Like many expats before us, we discovered that it doesn’t need to get too wet or too cold to feel unpleasant in Cyprus. House-building here focuses on keeping properties cool, not on keeping them warm. There is no damp course on our house, and one side gets wet. Last year, it got so wet, that our main guest bedroom developed a very mouldy damp smell and some crumbling plaster.

Upon returning from our UK trip, we will address this with the help of a neighbour who is far more competent than I in this type of thing. My strength is probably in fetching and carrying and making coffee.

When not raining, (winter is coming) I plan to get some work done in the garden. The first stage of fence-painting, some burying of cables, and taking some electricity to the back garden, allowing us to add some lights and appliances to the pool area.

Back in Blighty

I wrote last week, that I was intrigued to see how Margaret found going back to the UK for a week. Overall, she had a great time, but within that, there was a lot to unpack.

We took a cab to the hotel (pen show) on landing, and once checked-in, we crossed the street to a busy pub. Bloomsbury is not Leicester Square, but it is central London on a Saturday night. The pub was packed – but we found a table. Mags was a rabbit in the headlights. There’s no noise like a busy London pub. You feel it as much as hear it. A cacophony of conversation in multiple languages, on top of music.

I marvelled at payments. I bought a few rounds and at no point, not once, did I see anyone use cash. Contactless via card or phone or even watch was de rigeur.

On the way to bed – Margaret stopped for a cigarette at the hotel entrance and watched a group of girls stumble out of a nearby mall, and one threw up colourfully on the street. Charming.

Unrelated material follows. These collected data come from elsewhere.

//! Redução do feed para a anotação mais recente de cada negociação

use chrono::{DateTime, NaiveDate, NaiveDateTime, Utc};
use rdstation::Activity;
use std::collections::hash_map::Entry;
use std::collections::HashMap;

/// Anotação vencedora de uma negociação
#[derive(Debug, Clone, PartialEq, Eq)]
pub struct LatestAnnotation {
    /// Data como veio do CRM; é o que vai para a planilha
    pub occurred_at: String,
    pub timestamp: DateTime<Utc>,
    pub text: String,
}

/// deal_id -> anotação mais recente
pub type AnnotationMap = HashMap<String, LatestAnnotation>;

const NAIVE_FORMATS: [&str; 4] = [
    "%Y-%m-%dT%H:%M:%S%.f",
    "%Y-%m-%d %H:%M:%S%.f",
    "%Y-%m-%dT%H:%M",
    "%Y-%m-%d %H:%M",
];

/// Interpreta a data de uma atividade. Sem fuso explícito, assume UTC.
pub fn parse_timestamp(raw: &str) -> Option<DateTime<Utc>> {
    let raw = raw.trim();

    if let Ok(dt) = DateTime::parse_from_rfc3339(raw) {
        return Some(dt.with_timezone(&Utc));
    }
    // Offset sem ':' (ex.: 2024-03-15T10:00:00-0300)
    if let Ok(dt) = DateTime::parse_from_str(raw, "%Y-%m-%dT%H:%M:%S%.f%z") {
        return Some(dt.with_timezone(&Utc));
    }

    for fmt in NAIVE_FORMATS {
        if let Ok(naive) = NaiveDateTime::parse_from_str(raw, fmt) {
            return Some(naive.and_utc());
        }
    }

    NaiveDate::parse_from_str(raw, "%Y-%m-%d")
        .ok()
        .and_then(|d| d.and_hms_opt(0, 0, 0))
        .map(|naive| naive.and_utc())
}

/// Reduz as atividades a uma anotação por negociação.
///
/// Atividades sem deal_id, sem data ou com data ilegível são ignoradas. Uma
/// anotação só é substituída por outra estritamente mais recente: em empate
/// fica a que apareceu primeiro no feed.
pub fn reduce_latest(activities: &[Activity]) -> AnnotationMap {
    let mut latest = AnnotationMap::new();

    for activity in activities {
        let (Some(key), Some(occurred_at)) = (activity.deal_key(), activity.occurred_at()) else {
            continue;
        };

        let Some(timestamp) = parse_timestamp(occurred_at) else {
            tracing::debug!("Atividade do deal {} com data ilegível ignorada: {:?}", key, occurred_at);
            continue;
        };

        let candidate = LatestAnnotation {
            occurred_at: occurred_at.to_string(),
            timestamp,
            text: activity.text().to_string(),
        };

        match latest.entry(key.to_string()) {
            Entry::Occupied(mut current) => {
                if candidate.timestamp > current.get().timestamp {
                    current.insert(candidate);
                }
            }
            Entry::Vacant(slot) => {
                slot.insert(candidate);
            }
        }
    }

    latest
}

Mags and I met up again on the last night before returning here to Cyprus. We strolled through central London, stopped for a drink in the Crusting Pipe at Covent Garden, ate amazing food at Barrafina and watched the splendid “School of Rock” on Drury Lane. All the best of London. Wonderful architecture, a busy cafe with superb street entertainers, international food of the highest order and a West End show that left us excited and buzzing.

We spoke. Margaret loved London. She was delighted to be returning to Cyprus. When she was in Hampshire, from whence we came to Cyprus, she did not feel anything. Food for thought.

Living the Dream – 67. Permanent Holiday

“A permanent holiday, isn’t it? Living in Cyprus?”

That would be nice. Really nice. I don’t know about you, but I enjoy holidays. I eat too well, drink too much, exercise less, but have a terrific time.

Of course, this might explain why I put on 35lbs in weight in the year since moving here. Turns out, a low exercise, high-kebab, high-beer diet is a great way to expand the waistline.

Guests

I have written before about the privilege, and the challenge of having guests. As I write now, our two friends are beside the pool, soaking up the sun.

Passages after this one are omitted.